Marie, You are so right. Section two obtains the "header" information. Have you ever obtained a consumerinfo or identityguard report? On those the "header" information is the NUMBERS! Number of lates, number of open accounts, blah, blah, blah. They may be including the NUMBER of total section 1 AND section two inquiries, perhaps broken down by class but still... Another "disclosure" problem we seem to have here. No one wants to tell us what "header" information is pulled into creditors databases. I recently had an experience which made me question those instant approvals. I had an application which I was denied for. I knew what my report looked like backwards and forwards and so I challenged the denial. What was determined was that the number of open and/or closed accounts was not pulled in correctly. How was this determined? Well, the creditor had to pull ANOTHER report to look at it with a human eye.
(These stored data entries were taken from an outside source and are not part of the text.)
//! Error types for OpenPools.

use thiserror::Error;
use uuid::Uuid;

/// Result type alias using OpenPools' Error type.
pub type Result<T> = std::result::Result<T, Error>;

/// Core error type for OpenPools operations.
#[derive(Error, Debug)]
pub enum Error {
    /// Database operation failed (wraps sqlx::Error)
    #[error("Database error: {0}")]
    Database(#[from] sqlx::Error),

    /// Resource not found
    #[error("Not found: {0}")]
    NotFound(String),

    /// Profile not found
    #[error("Profile not found: {0}")]
    ProfileNotFound(Uuid),

    /// Stored keyword profile could not be decoded
    #[error("Malformed keyword profile for {user_id}: {reason}")]
    MalformedProfile { user_id: Uuid, reason: String },

    /// Keyword extraction failed
    #[error("Extraction error: {0}")]
    Extraction(String),

    /// Serialization/deserialization error
    #[error("Serialization error: {0}")]
    Serialization(String),

    /// Configuration error
    #[error("Configuration error: {0}")]
    Config(String),

    /// Invalid input
    #[error("Invalid input: {0}")]
    InvalidInput(String),

    /// HTTP/network request failed
    #[error("Request error: {0}")]
    Request(String),

    /// Writing computed results failed
    #[error("Persistence error: {0}")]
    Persistence(String),

    /// Internal error
    #[error("Internal error: {0}")]
    Internal(String),
}

impl Error {
    /// Generic message safe to show end users.
    ///
    /// Store and network details stay in the logs; callers surface only
    /// this string.
    pub fn public_message(&self) -> &'static str {
        match self {
            Error::ProfileNotFound(_) | Error::NotFound(_) => "profile not found",
            Error::InvalidInput(_) => "invalid request",
            Error::Extraction(_) => "failed to extract keywords",
            Error::Persistence(_) => "failed to save results",
            Error::Database(_)
            | Error::MalformedProfile { .. }
            | Error::Serialization(_)
            | Error::Config(_)
            | Error::Request(_)
            | Error::Internal(_) => "failed to compute matches",
        }
    }

    /// Whether a retry could plausibly succeed.
    pub fn is_transient(&self) -> bool {
        match self {
            Error::Database(e) => matches!(
                e,
                sqlx::Error::PoolTimedOut | sqlx::Error::PoolClosed | sqlx::Error::Io(_)
            ),
            Error::Request(_) => true,
            _ => false,
        }
    }
}

impl From<serde_json::Error> for Error {
    fn from(e: serde_json::Error) -> Self {
        Error::Serialization(e.to_string())
    }
}

impl From<reqwest::Error> for Error {
    fn from(e: reqwest::Error) -> Self {
        Error::Request(e.to_string())
    }
}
Why did they have to pull another report (and a different type, at that)??? Because what they pulled the first time was a NUMBERS report which only the computer can decipher and approve/deny based on those numbers. To override, a complete report had to be manually looked at by a human. To those who would ask, how many hard inquiries now show for this one approval the answer is TWO.
Mist those who would ask, how many hard inquiries now show for this one approval the answer is TWO. --------------------------------------------------------------------------------------------- HOW MANY CITIBANK INQUIRIES DOES IT TAKE TO BE DENIED...TWO!!!!!!!!!!!